Getting Involved with the Community

            This past Saturday I attended Blacksburg’s Farmers market and had the opportunity to meet the local farmers and merchants of the area. There was continuous music being played, food samples being handed out in all different directions, and people representing their pride in their community. I feel that attending this event helped me to broaden my view of what Montgomery County helps to provide us with on a daily basis.

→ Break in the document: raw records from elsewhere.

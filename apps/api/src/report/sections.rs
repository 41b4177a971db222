//! Section labels — the exact bolded headings the model is told to emit and the parser looks for.
//!
//! This table is the contract between `prompts.rs` and `extractor.rs`.
//! Change a label here and both sides follow.

use serde::{Deserialize, Serialize};

/// Heading of the score section. Not a `SectionKey`: its body is parsed by `parse_score`.
pub const SCORE_LABEL: &str = "**Pontuação de Segurança LGBT-Friendly:**";

/// Literal score line the model writes beneath `SCORE_LABEL`.
pub const SCORE_LINE_FORMAT: &str = "Pontuação: X.X/5";

pub const MIN_SCORE: f64 = 0.0;
pub const MAX_SCORE: f64 = 5.0;

/// Free-text sections of a report, in the order the model writes them.
#[derive(Debug, Clone, Copy, PartialEq, Eq, PartialOrd, Ord, Hash, Serialize, Deserialize)]
#[serde(rename_all = "snake_case")]
pub enum SectionKey {
    Justification,
    Summary,
    SafetyAlerts,
    LocalTips,
}

const LABELS: [(SectionKey, &str); 4] = [
    (SectionKey::Justification, "**Justificativa da Nota:**"),
    (SectionKey::Summary, "**Resumo Geral da Situação:**"),
    (SectionKey::SafetyAlerts, "**Alertas de Segurança:**"),
    (SectionKey::LocalTips, "**Dicas Locais LGBT+:**"),
];

impl SectionKey {
    /// Source order: the order the prompt asks for.
    pub const ALL: [SectionKey; 4] = [
        SectionKey::Justification,
        SectionKey::Summary,
        SectionKey::SafetyAlerts,
        SectionKey::LocalTips,
    ];

    /// Exact bolded label, including the `**` markers and trailing colon.
    pub fn label(self) -> &'static str {
        LABELS
            .iter()
            .find(|(key, _)| *key == self)
            .map(|(_, label)| *label)
            .unwrap_or_default()
    }
}

#[cfg(test)]
mod tests {
    use super::*;

    #[test]
    fn test_every_key_has_a_bold_label() {
        for key in SectionKey::ALL {
            let label = key.label();
            assert!(label.starts_with("**"), "{label}");
            assert!(label.ends_with(":**"), "{label}");
        }
    }

    #[test]
    fn test_section_key_serializes_snake_case() {
        let json = serde_json::to_string(&SectionKey::SafetyAlerts).unwrap();
        assert_eq!(json, r#""safety_alerts""#);
    }
}
use anyhow::{bail, Context, Result};

use crate::llm_client::DEFAULT_API_BASE;

/// Application configuration loaded from environment variables.
///
/// The Gemini key is optional at startup: without it the service still runs and
/// every report request answers with a configuration error.
#[derive(Debug, Clone)]
pub struct Config {
    pub gemini_api_key: Option<String>,
    pub gemini_api_base: String,
    pub gemini_timeout_secs: u64,
    pub port: u16,
    pub rust_log: String,
}

impl Config {
    pub fn from_env() -> Result<Self> {
        dotenvy::dotenv().ok(); // load .env if present; ignore if missing

        Ok(Config {
            gemini_api_key: optional_env("GEMINI_API_KEY").or_else(|| optional_env("GOOGLE_API_KEY")),
            gemini_api_base: optional_env("GEMINI_API_BASE")
                .unwrap_or_else(|| DEFAULT_API_BASE.to_string()),
            gemini_timeout_secs: parse_timeout_secs(optional_env("GEMINI_TIMEOUT_SECS").as_deref())?,
            port: std::env::var("PORT")
                .unwrap_or_else(|_| "8080".to_string())
                .parse::<u16>()
                .context("PORT must be a valid port number")?,
            rust_log: std::env::var("RUST_LOG").unwrap_or_else(|_| "info".to_string()),
        })
    }
}

/// Gemini client timeout in seconds; defaults to 120 and must be positive.
fn parse_timeout_secs(value: Option<&str>) -> Result<u64> {
    let secs = value
        .unwrap_or("120")
        .parse::<u64>()
        .context("GEMINI_TIMEOUT_SECS must be a whole number of seconds")?;
    if secs == 0 {
        bail!("GEMINI_TIMEOUT_SECS must be greater than zero");
    }
    Ok(secs)
}

/// A set, non-blank environment variable.
fn optional_env(key: &str) -> Option<String> {
    std::env::var(key)
        .ok()
        .map(|v| v.trim().to_string())
        .filter(|v| !v.is_empty())
}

I was not really surprised by the produce being sold from the area due to the fact that I work in horticulture on a daily basis with my job in the Virginia Tech Vegetable Entomology Lab. On the other hand though, it was amazing to see the people that this Appalachian region has produced. I have noticed that they are extremely unique and refreshing for me compared to the Tidewater area that I am originally from. They seem more connected to the earth and thankful for what is laid out in front of them everyday. Unfortunately, the people from back home come across as abrasive, opinionated, in a rush, and materialistic. I believe that the reason for the people being like this is because of their roots, the people of Tidewater are in a much more urban area that has been that way for a long time and they tend to be focused on what they have achieved or attempting to achieve rather than the little satisfying things in life, their ancestors had free will to shop and go where they wanted to meet their needs and wants also which carried on to their subsequent generations. The people in the Blacksburg area seem to appreciate what you have to say and all together pleased with life. I see this as a result of their harsh background of ancestors working in the mines and  then overtime grew to appreciate what the earth had given them and to be happy with what they had rather than what they did not.

This event made me feel right at home and that they truly appreciated me being there. You were able to walk up to anyone and have a full length conversation about their work and life, this was not a one way conversation either, they would always as you about your connection to the area and what your opinion of the community was (even though they probably knew I was a college student at Tech). At large the group of people there seem to be liberal free willed people who were open to opinions and wanted to make the community a better place for everyone else, even the college students that make up the large majority of the Blacksburg population, but were only there for eight months of the year. The atmosphere at this Farmers Market gives one a feeling on peace and deep connection with the area, the music, smells of the produce, and interactions of the people is the perfect example of a well knit community that promotes nothing by positive thoughts among it’s people.

 

Map it Out

This section of the project is in the photos provided on this post. Each dot on the graph represents the areas that they fall in-between (I was not able to put them into strict categories, sorry if this is incorrect in any way.

 

 

 

Conclusion

The two main issues that Blacksburg faces today is overcrowding of both buildings and people, and a strong drug presence in the area.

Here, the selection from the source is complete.